La création en 2012 de l’OFNAC répond à la recommandation de la Convention des Nations unies contre la corruption qui demande aux Etats parties de créer un ou des organismes indépendants de lutte contre la corruption. Ainsi, l’OFNAC analyse et met à la disposition des autorités judiciaires chargées des poursuites les informations relatives à la détection et à la répression des faits de corruption, de fraude et de pratiques assimilées commis par toute personne exerçant une fonction publique ou privée. L’OFNAC peut recevoir les réclamations, plaintes et dénonciations, diligenter des enquêtes, des investigations, audits et vérifications. Il publie un rapport annuel à l’attention des citoyens. La déclaration de patrimoine étant un élément du dispositif de prévention de la corruption, l’OFNAC a aussi pour mission de recevoir les déclarations de patrimoine des personnes assujetties et de vérifier la véracité des dépositions.
Redistribution équitable

Ces réformes institutionnelles et législatives audacieuses ne sont pas passées inaperçues aux yeux de nombreux citoyens sénégalais. En effet, selon l’étude de Transparency International et Afro Baromètre réalisée entre mars 2014 et septembre 2015, la majorité des Sénégalais interrogés admettaient que le gouvernement fait un travail important de lutte contre la corruption. La communauté internationale a également reconnu ces avancées importantes. Le Sénégal est cité par la Fondation Mo Ibrahim parmi les pays africains ayant connu une amélioration au cours des quatre dernières années en le classant à la 9e place sur 54 de son indice de la gouvernance en Afrique. Et cela alors que, selon le rapport 2015 de la même fondation, l’état de la corruption s’est aggravé en Afrique dans la même période.
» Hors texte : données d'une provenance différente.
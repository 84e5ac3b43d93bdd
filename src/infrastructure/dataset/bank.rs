use std::collections::HashSet;
use std::fs;
use std::path::{Path, PathBuf};
use tracing::{debug, info};

use super::tagged::parse_tagged;
use super::tree_instruct::parse_tree_instruct;
use super::DatasetError;
use crate::domain::errors::DomainError;
use crate::domain::models::{Problem, ProblemBankConfig, ProblemFormat};
use crate::domain::ports::ProblemBank;

/// Problems loaded from text files on disk
#[derive(Debug, Clone)]
pub struct FileProblemBank {
    problems: Vec<Problem>,
}

impl FileProblemBank {
    /// Load, validate and order every configured problem.
    ///
    /// With no explicit entries, `directory` is scanned for `<n>.txt` tagged
    /// files. `limit` keeps only the first problems by id.
    pub fn load(config: &ProblemBankConfig, limit: Option<usize>) -> Result<Self, DatasetError> {
        let mut problems = if config.entries.is_empty() {
            Self::scan_directory(&config.directory)?
        } else {
            config
                .entries
                .iter()
                .map(|entry| {
                    let path = resolve(&config.directory, &entry.file);
                    load_file(&path, entry.id, entry.format)
                })
                .collect::<Result<Vec<_>, _>>()?
        };

        problems.sort_by_key(|p| p.id);
        Self::from_problems_limited(problems, limit)
    }

    /// Build a bank from already-parsed problems
    pub fn from_problems(problems: Vec<Problem>) -> Result<Self, DatasetError> {
        Self::from_problems_limited(problems, None)
    }

    /// Take ownership of the loaded problems, ordered by id
    pub fn into_problems(self) -> Vec<Problem> {
        self.problems
    }

    fn from_problems_limited(
        mut problems: Vec<Problem>,
        limit: Option<usize>,
    ) -> Result<Self, DatasetError> {
        let mut seen = HashSet::new();
        for problem in &problems {
            problem.validate()?;
            if !seen.insert(problem.id) {
                return Err(DomainError::DuplicateProblem(problem.id).into());
            }
        }
        if let Some(limit) = limit {
            problems.truncate(limit);
        }
        if problems.is_empty() {
            return Err(DomainError::NoProblems.into());
        }

        info!(count = problems.len(), "problem bank loaded");
        Ok(Self { problems })
    }

    fn scan_directory(directory: &Path) -> Result<Vec<Problem>, DatasetError> {
        if !directory.is_dir() {
            return Err(DatasetError::NotFound(directory.to_path_buf()));
        }

        let entries = fs::read_dir(directory).map_err(|source| DatasetError::Io {
            path: directory.to_path_buf(),
            source,
        })?;

        let mut problems = Vec::new();
        for entry in entries {
            let path = entry
                .map_err(|source| DatasetError::Io {
                    path: directory.to_path_buf(),
                    source,
                })?
                .path();
            let Some(id) = numeric_stem(&path) else {
                debug!(path = %path.display(), "skipping non-problem file");
                continue;
            };
            problems.push(load_file(&path, id, ProblemFormat::Tagged)?);
        }
        Ok(problems)
    }
}

impl ProblemBank for FileProblemBank {
    fn problems(&self) -> &[Problem] {
        &self.problems
    }
}

/// Parse one problem file in the given format
pub fn load_file(path: &Path, id: u32, format: ProblemFormat) -> Result<Problem, DatasetError> {
    if !path.is_file() {
        return Err(DatasetError::NotFound(path.to_path_buf()));
    }
    let text = fs::read_to_string(path).map_err(|source| DatasetError::Io {
        path: path.to_path_buf(),
        source,
    })?;
    debug!(path = %path.display(), id, ?format, "parsing problem file");

    match format {
        ProblemFormat::Tagged => parse_tagged(&text, id),
        ProblemFormat::TreeInstruct => parse_tree_instruct(&text, id),
    }
}

/// Id for files named `<digits>.txt`
fn numeric_stem(path: &Path) -> Option<u32> {
    if path.extension()? != "txt" {
        return None;
    }
    let stem = path.file_stem()?.to_str()?;
    if stem.is_empty() || !stem.bytes().all(|b| b.is_ascii_digit()) {
        return None;
    }
    stem.parse().ok()
}

fn resolve(directory: &Path, file: &Path) -> PathBuf {
    if file.is_absolute() {
        file.to_path_buf()
    } else {
        directory.join(file)
    }
}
Lire aussi : Sénégal : la libération « très prochaine » de Karim Wade divise les politiques
Sur notre continent, où pendant des décennies le pillage des ressources publiques a longtemps été la règle, il faut donc saluer l’audace du chemin parcouru au Sénégal. Ces mécanismes institutionnels avant-gardistes de lutte contre la corruption et de prévention se révéleront d’une importance capitale lorsqu’il s’agira de gérer au bénéfice de tous les citoyens les revenus tant attendus du gaz et du pétrole récemment découverts dans notre pays. C’est justement cette plateforme institutionnelle soutenant la reddition des comptes publiques et la bonne gouvernance qui garantira une distribution équitable des ressources et préservera notre stabilité sociale.